Il futuro dei pazienti

Alla conferenza stampa di presentazione di raltegravir, i pazienti erano rappresentati da Rosaria Iardino presidente del Network persone sieropositive. "La messa a punto di queste nuove molecole - ha detto Iardino - ci permette un'aspettativa di vita di oltre 30 anni. Si può dire, quindi che oggi, molti pazienti conducono una vita molto vicina alla normalità.

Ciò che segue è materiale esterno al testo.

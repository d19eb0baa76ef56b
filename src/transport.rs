// SPDX-License-Identifier: MIT
// Copyright 2026 Roland Dreier <roland@rolandd.dev>

//! Request execution primitive.
//!
//! The pipeline only needs `send(request) -> response | error`. `HttpTransport`
//! provides it over `reqwest`; tests supply scripted implementations.

use futures_util::future::BoxFuture;
use reqwest::header::{HeaderMap, HeaderValue, CONTENT_TYPE};
use reqwest::Method;
use serde_json::Value;
use std::time::Duration;

/// Outbound request body.
#[derive(Debug, Clone, Default)]
pub enum RequestBody {
    #[default]
    Empty,
    Json(Value),
    /// multipart/form-data; the transport generates the boundary header
    Multipart(Vec<FormPart>),
    /// Raw bytes with their own media type
    Binary {
        bytes: Vec<u8>,
        content_type: Option<String>,
    },
}

impl RequestBody {
    /// True for bodies whose encoding headers the transport must choose.
    pub fn is_form_or_binary(&self) -> bool {
        matches!(self, RequestBody::Multipart(_) | RequestBody::Binary { .. })
    }
}

/// One field of a multipart form.
#[derive(Debug, Clone)]
pub struct FormPart {
    pub name: String,
    pub value: FormValue,
}

#[derive(Debug, Clone)]
pub enum FormValue {
    Text(String),
    File {
        file_name: String,
        mime: Option<String>,
        bytes: Vec<u8>,
    },
}

impl FormPart {
    pub fn text(name: impl Into<String>, value: impl Into<String>) -> Self {
        Self {
            name: name.into(),
            value: FormValue::Text(value.into()),
        }
    }

    pub fn file(
        name: impl Into<String>,
        file_name: impl Into<String>,
        mime: Option<&str>,
        bytes: Vec<u8>,
    ) -> Self {
        Self {
            name: name.into(),
            value: FormValue::File {
                file_name: file_name.into(),
                mime: mime.map(str::to_string),
                bytes,
            },
        }
    }
}

/// A fully resolved request, ready to send.
#[derive(Debug, Clone)]
pub struct HttpRequest {
    pub method: Method,
    pub url: String,
    pub headers: HeaderMap,
    pub body: RequestBody,
    pub timeout: Option<Duration>,
}

impl HttpRequest {
    pub fn new(method: Method, url: impl Into<String>) -> Self {
        Self {
            method,
            url: url.into(),
            headers: HeaderMap::new(),
            body: RequestBody::Empty,
            timeout: None,
        }
    }

    pub fn json(mut self, body: Value) -> Self {
        self.headers
            .insert(CONTENT_TYPE, HeaderValue::from_static("application/json"));
        self.body = RequestBody::Json(body);
        self
    }

    pub fn timeout(mut self, timeout: Duration) -> Self {
        self.timeout = Some(timeout);
        self
    }
}

/// Response status and decoded body.
#[derive(Debug, Clone, PartialEq)]
pub struct HttpResponse {
    pub status: u16,
    /// JSON body, the raw text as a string value, or `Null` when empty
    pub body: Value,
}

impl HttpResponse {
    pub fn new(status: u16, body: Value) -> Self {
        Self { status, body }
    }

    pub fn is_success(&self) -> bool {
        (200..300).contains(&self.status)
    }

    /// Server-provided error message, if the body carries one.
    pub fn message(&self) -> Option<String> {
        match &self.body {
            Value::Object(map) => ["message", "error", "msg"]
                .iter()
                .find_map(|k| map.get(*k).and_then(Value::as_str))
                .map(str::to_string),
            Value::String(s) if !s.is_empty() => Some(s.clone()),
            _ => None,
        }
    }
}

/// Failure that produced no response at all.
#[derive(Debug, Clone, thiserror::Error)]
pub enum TransportError {
    #[error("request timed out")]
    Timeout,

    #[error("connection failed: {0}")]
    Connect(String),

    #[error("transport error: {0}")]
    Other(String),
}

/// The externally supplied request-execution primitive.
pub trait Transport: Send + Sync {
    fn send(&self, request: HttpRequest) -> BoxFuture<'_, Result<HttpResponse, TransportError>>;
}

/// `reqwest`-backed transport.
#[derive(Clone)]
pub struct HttpTransport {
    http: reqwest::Client,
}

impl HttpTransport {
    /// Create a transport with a default timeout for every request.
    pub fn new(default_timeout: Duration) -> anyhow::Result<Self> {
        let http = reqwest::Client::builder()
            .timeout(default_timeout)
            .build()
            .map_err(|e| anyhow::anyhow!("failed building HTTP client: {e}"))?;
        Ok(Self { http })
    }

    async fn execute(&self, request: HttpRequest) -> Result<HttpResponse, TransportError> {
        let mut builder = self
            .http
            .request(request.method, &request.url)
            .headers(request.headers);

        if let Some(timeout) = request.timeout {
            builder = builder.timeout(timeout);
        }

        builder = match request.body {
            RequestBody::Empty => builder,
            RequestBody::Json(value) => builder.json(&value),
            RequestBody::Multipart(parts) => builder.multipart(build_form(parts)?),
            RequestBody::Binary {
                bytes,
                content_type,
            } => {
                let builder = match content_type {
                    Some(ct) => builder.header(CONTENT_TYPE, ct),
                    None => builder,
                };
                builder.body(bytes)
            }
        };

        let response = builder.send().await.map_err(classify_error)?;
        let status = response.status().as_u16();
        let text = response.text().await.map_err(classify_error)?;

        Ok(HttpResponse {
            status,
            body: parse_body(&text),
        })
    }
}

impl Transport for HttpTransport {
    fn send(&self, request: HttpRequest) -> BoxFuture<'_, Result<HttpResponse, TransportError>> {
        Box::pin(self.execute(request))
    }
}

fn build_form(parts: Vec<FormPart>) -> Result<reqwest::multipart::Form, TransportError> {
    let mut form = reqwest::multipart::Form::new();
    for part in parts {
        form = match part.value {
            FormValue::Text(text) => form.text(part.name, text),
            FormValue::File {
                file_name,
                mime,
                bytes,
            } => {
                let mut file = reqwest::multipart::Part::bytes(bytes).file_name(file_name);
                if let Some(mime) = mime {
                    file = file
                        .mime_str(&mime)
                        .map_err(|e| TransportError::Other(format!("invalid mime type: {e}")))?;
                }
                form.part(part.name, file)
            }
        };
    }
    Ok(form)
}

fn classify_error(e: reqwest::Error) -> TransportError {
    if e.is_timeout() {
        TransportError::Timeout
    } else if e.is_connect() {
        TransportError::Connect(e.to_string())
    } else {
        TransportError::Other(e.to_string())
    }
}

fn parse_body(text: &str) -> Value {
    if text.trim().is_empty() {
        return Value::Null;
    }
    serde_json::from_str(text).unwrap_or_else(|_| Value::String(text.to_string()))
}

Tuttavia - ha voluto precisare - la convivenza con l'HIV rende un po' diversi perché la terapia necessaria al controllo dell'infezione mette in pericolo altri organi che soffrono degli effetti collaterali dei farmaci. Senza dimenticare le discriminazioni sui luoghi di lavoro dove spesso viene chiesto, anche dove non necessario, l'esame dell'HIV come condizione per l'assunzione". A margine della conferenza stampa abbiamo chiesto a Rosaria Iardino un consiglio per una persona che venisse oggi a sapere di essere stata contagiata dal virus. La risposta è stata secca: "Prima di chiedere qualsiasi cosa, riconoscimenti di diritti, aiuti o altro, l'impegno deve essere uno solo. Fare tutto il possibile per non contagiare altre persone". Inconfutabilmente una terapia potentissima contro l'HIV.